The more the data is shared among different gadgets and services and people, the easier it is to re-identify. Google almost certainly has enough “anonymous” data to identify users by name, said De Mooy. So does Facebook, which integrates with a lot of wearables and health apps if the user chooses to share.

The Pew Research Center found that 34 percent of health trackers share their data with someone else. “Anytime you see the word “share” you should be pretty cautious,” said Libert. “Once it goes out the door you have no idea where it eventually ends up.”

“Another way data leakage happens is inadvertently by users,” said De Mooy. Default sharing settings may make data public unbeknownst to the user, or a user may unknowingly give permission to share their data by agreeing to terms and conditions that can be hard to wade through. Like that time Fitbit users’ sexual activity showed up online without their knowledge.

Plus, if a company is acquired by another firm or goes bankrupt, your data is back up for grabs, and can be a goldmine.

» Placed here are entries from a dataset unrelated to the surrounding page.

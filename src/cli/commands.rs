use crate::config::Settings;
use crate::dataset::{self, LoadOptions};
use crate::maps::{DistanceMatrix, DistanceMatrixRequest, DistanceMatrixResponse, GoogleMapsClient};
use crate::search::{self, resolve_origin, SearchQuery};
use crate::{Error, Result};
use async_trait::async_trait;
use std::path::PathBuf;

/// Stand-in lookup for searches that never reach the proximity step
struct LookupDisabled;

#[async_trait]
impl DistanceMatrix for LookupDisabled {
    async fn distance_matrix(
        &self,
        _request: &DistanceMatrixRequest,
    ) -> Result<DistanceMatrixResponse> {
        Err(Error::Config(
            "GOOGLE_MAPS_API_KEY env var needs to be set".to_string(),
        ))
    }
}

/// Run a search against the permit file and render the results as JSON
pub async fn search(
    settings: &Settings,
    data: Option<PathBuf>,
    keyword: Option<String>,
    lat: Option<f64>,
    lon: Option<f64>,
    newest: bool,
    debug: bool,
) -> Result<String> {
    let query = SearchQuery {
        keyword,
        origin: resolve_origin(lat, lon)?,
        newest_first: newest,
        verbose: debug,
    };

    let path = data.unwrap_or_else(|| settings.dataset.path.clone());
    let dataset = dataset::load_from_path(
        &path,
        LoadOptions {
            skip_malformed: settings.dataset.skip_malformed,
        },
    )?;

    // Only demand an API key when the query will actually use it
    let lookup: Box<dyn DistanceMatrix> = if query.origin.is_some() {
        Box::new(GoogleMapsClient::new(&settings.maps)?)
    } else {
        Box::new(LookupDisabled)
    };

    let results =
        search::search(&dataset, lookup.as_ref(), &query, settings.maps.concurrency).await?;

    serde_json::to_string_pretty(&results)
        .map_err(|e| Error::Internal(format!("Failed to serialize results: {e}")))
}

Just look at Radioshack; after going bankrupt, it auctioned off the personal information of millions of customers to the highest bidder. Not to mention biodata is an obvious target for hackers.

Which is all to say, we’ve yet to see the ways our sleep habits and a mess of other health data might be used beyond our control. Especially given there’s very little oversight regulating health information collected by these gadgets and apps. Unlike the info you give your doctor, data from wearables isn’t protected by the federal Health Insurance Portability and Accountability Act (HIPAA), and these gadgets aren’t regulated by the FDA.

“Our connected health data isn’t secure or privacy protected,” said Chester. “The US is one of the only countries that doesn’t have a comprehensive privacy law, such as what protects people living in the EU. The explosion of health data coming from wearables and other devices that is used for marketing doesn’t have any consumer safeguards.”

There’s no doubt the quantified self movement can lead to better health—this is good and great. But where privacy is concerned, many experts are basically just waiting for the other shoe to drop.

“I hate to be like a digital Debbie downer,” said De Mooy, “but I think it’s fair to say that doing anything like putting a small tracker on your body, you should assume that that information is going to go somewhere out of your control.”